Dire que la technologie n’est pas le problème, cela revient pour moi à une injonction à ne surtout interdire aucun nouvel objet, aucune nouvelle technologie, à accepter tout ce qui vient[2] sans se poser de question. Or, je pense que si on s’était posé des questions au moment où l’industrie automobile a voulu mettre des voitures dans chaque foyer, on n’en serait peut-être pas au même stade aujourd’hui en terme de réchauffement climatique. C’est trop facile de laisser voire d’encourager voire de quasiment forcer tout le monde à posséder une voiture, pour ensuite prétendre que la pollution est la responsabilité des individus qui utilisent trop leur véhicule. Si dès le départ tu interdis l’accès à la voiture individuelle et que tu organises l’urbanisme et les réseaux de transport pour que les gens puissent s’en passer : pollution évitée, problème résolu !
Donc non je ne comprends pas cette idée selon laquelle il ne faudrait pas être critique avec une technologie ou un objet donné. Je suis heureux de ne pas être libre en France d’acheter une arme à feu, de me promener avec et que ni moi ni les gens rencontrés dans la rue n’ayons le pouvoir d’ôter la vie de notre prochain en pointant un truc dans sa direction et en appuyant dessus.
Pour en revenir à DUM, les protagonistes vont mettre entre les mains des terriens une technologie qui va leur permettre soit de vivre sous bocal (vision optimiste), soit d’aller ravager une autre planète (vision pessimiste). Des humains caractérisés dans le VG par leur violence et leur individualisme. Est-ce souhaitable ?
Les développeurs ont exploité l'univers et les personnages posés par Deliver Us The Moon pour bâtir une histoire de science-fiction complexe, à la fois forte d'enjeux émotionnels et de problématiques politiques, écologiques. J'ai vraiment apprécié le voyage, un cocktail non violent d'aventure-action en 3D à la réalisation honorable, d'autant que l'héroïne cette fois est bien identifiée (dès le début) et bavarde à l'envi. Je regrette la confusion de certains détails de l'histoire, le challenge interactif un peu simplet, la légèreté physique de Kathy et une écriture forçant un peu le trait sur la faillibilité de la nature humaine.

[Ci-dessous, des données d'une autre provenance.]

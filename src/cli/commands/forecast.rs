use anyhow::{Context, Result};
use common::csv::to_csv;
use common::ForecastQuery;
use std::path::Path;
use std::sync::Arc;
use tracing::{error, info, trace};

use super::render;
use crate::config::{initialize_app_state, Settings};
use crate::helpers::gateway;
use crate::schemas::AppState;
use crate::store::ForecastSnapshot;

/// Runs the forecast every report command starts from.
pub(crate) async fn fetch(state: &AppState, query: ForecastQuery) -> Result<Arc<ForecastSnapshot>> {
    info!(
        "Running forecast: county={}, model={}, horizon={}",
        query.county, query.model_name, query.horizon
    );
    gateway::run_forecast(state, query).await.map_err(|e| {
        error!("Forecast failed: {}", e);
        anyhow::Error::new(e).context("Forecast failed")
    })
}

pub async fn forecast(settings: &Settings, query: ForecastQuery, export: Option<&Path>) -> Result<()> {
    trace!("Entering forecast function");
    let state = initialize_app_state(settings).await?;
    let snapshot = fetch(&state, query).await?;

    println!("{}\n", render::heading("EV demand forecast", &snapshot.query));
    println!("{}", render::forecast_table(&snapshot.series));

    if let Some(path) = export {
        let csv = to_csv(&snapshot.series).context("Failed to render forecast as CSV")?;
        std::fs::write(path, csv).with_context(|| format!("Failed to write {}", path.display()))?;
        info!("Exported {} rows to {}", snapshot.series.len(), path.display());
        println!("\nExported forecast to {}", path.display());
    }
    Ok(())
}
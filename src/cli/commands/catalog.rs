use anyhow::{anyhow, Result};
use common::MetricKind;
use compute::ranking::{display_label, rank_models};
use tracing::{error, info, trace};

use super::render;
use crate::config::{initialize_app_state, Settings};
use crate::helpers::gateway;

pub async fn catalog(settings: &Settings) -> Result<()> {
    trace!("Entering catalog function");
    let state = initialize_app_state(settings).await?;

    let (counties, models) = tokio::try_join!(gateway::counties(&state), gateway::models(&state))
        .map_err(|e| {
            error!("Failed to fetch catalog: {}", e);
            e
        })?;
    info!("Catalog: {} counties, {} models", counties.len(), models.len());

    println!("Counties ({}):", counties.len());
    for county in &counties {
        println!("  {}", county);
    }
    println!("\nModels ({}):", models.len());
    for model in &models {
        println!("  {:<16} {}", model, display_label(model));
    }
    Ok(())
}

pub async fn metrics(settings: &Settings, model: Option<&str>, rank_by: MetricKind) -> Result<()> {
    trace!("Entering metrics function");
    let state = initialize_app_state(settings).await?;

    let catalog = gateway::metrics(&state).await.map_err(|e| {
        error!("Failed to fetch metrics: {}", e);
        e
    })?;

    match model {
        Some(model) => {
            let metrics = catalog
                .get(model)
                .ok_or_else(|| anyhow!("No metrics available for model '{}'", model))?;
            println!("{}", display_label(model));
            println!("  MAE:  {}", render::number(metrics.mae));
            println!("  RMSE: {}", render::number(metrics.rmse));
            println!("  MAPE: {}%", render::number(metrics.mape));
        }
        None => {
            let ranking = rank_models(&catalog, rank_by);
            println!("Models ranked by {} (lower is better)\n", ranking.metric);
            println!("{}", render::ranking_table(&ranking));
        }
    }
    Ok(())
}
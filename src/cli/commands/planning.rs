use anyhow::{bail, Result};
use common::{ForecastQuery, Scenario};
use tracing::trace;

use super::forecast::fetch;
use super::render;
use crate::config::{initialize_app_state, Settings};
use crate::helpers::insights::resolve_insights;

pub async fn plan(settings: &Settings, query: ForecastQuery, scenario: Scenario) -> Result<()> {
    trace!("Entering plan function");
    let state = initialize_app_state(settings).await?;
    let snapshot = fetch(&state, query).await?;

    let report = state.planner.infrastructure(&snapshot.series, scenario);
    println!("{}", render::heading("Infrastructure plan", &snapshot.query));
    println!("Scenario: {}\n", scenario);
    render::infrastructure(&mut std::io::stdout().lock(), &report)?;
    Ok(())
}

pub async fn scenarios(settings: &Settings, query: ForecastQuery) -> Result<()> {
    trace!("Entering scenarios function");
    let state = initialize_app_state(settings).await?;
    let snapshot = fetch(&state, query).await?;

    let comparison = state.planner.compare_scenarios(&snapshot.series);
    println!("{}\n", render::heading("Scenario comparison", &snapshot.query));
    if comparison.outcomes.is_empty() {
        println!("The forecast has no forecast months to compare.");
    } else {
        println!("{}", render::scenarios(&comparison));
    }
    Ok(())
}

pub async fn insights(settings: &Settings, query: ForecastQuery) -> Result<()> {
    trace!("Entering insights function");
    let state = initialize_app_state(settings).await?;
    let snapshot = fetch(&state, query).await?;

    let Some(report) = resolve_insights(&state, &snapshot).await else {
        bail!("The forecast has no forecast months to summarize");
    };
    println!("{}\n", render::heading("Forecast insights", &snapshot.query));
    render::insights(&mut std::io::stdout().lock(), &report)?;
    Ok(())
}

Verdict =dispensable|ok| vaut le coup ! |énormissime
Note(s)
Galerie d’images
Commentaires
Merci pour ce partage et cette belle réflexion sur la course effrénée à la technologie et autres problématiques de notre société !
J’ai bien aimé « l’escalade » avec les deux mains sur la manette, et pas trop le visage de Kathy mais je n’ai pas compris la difficulté pour les développeurs à faire de jolis traits.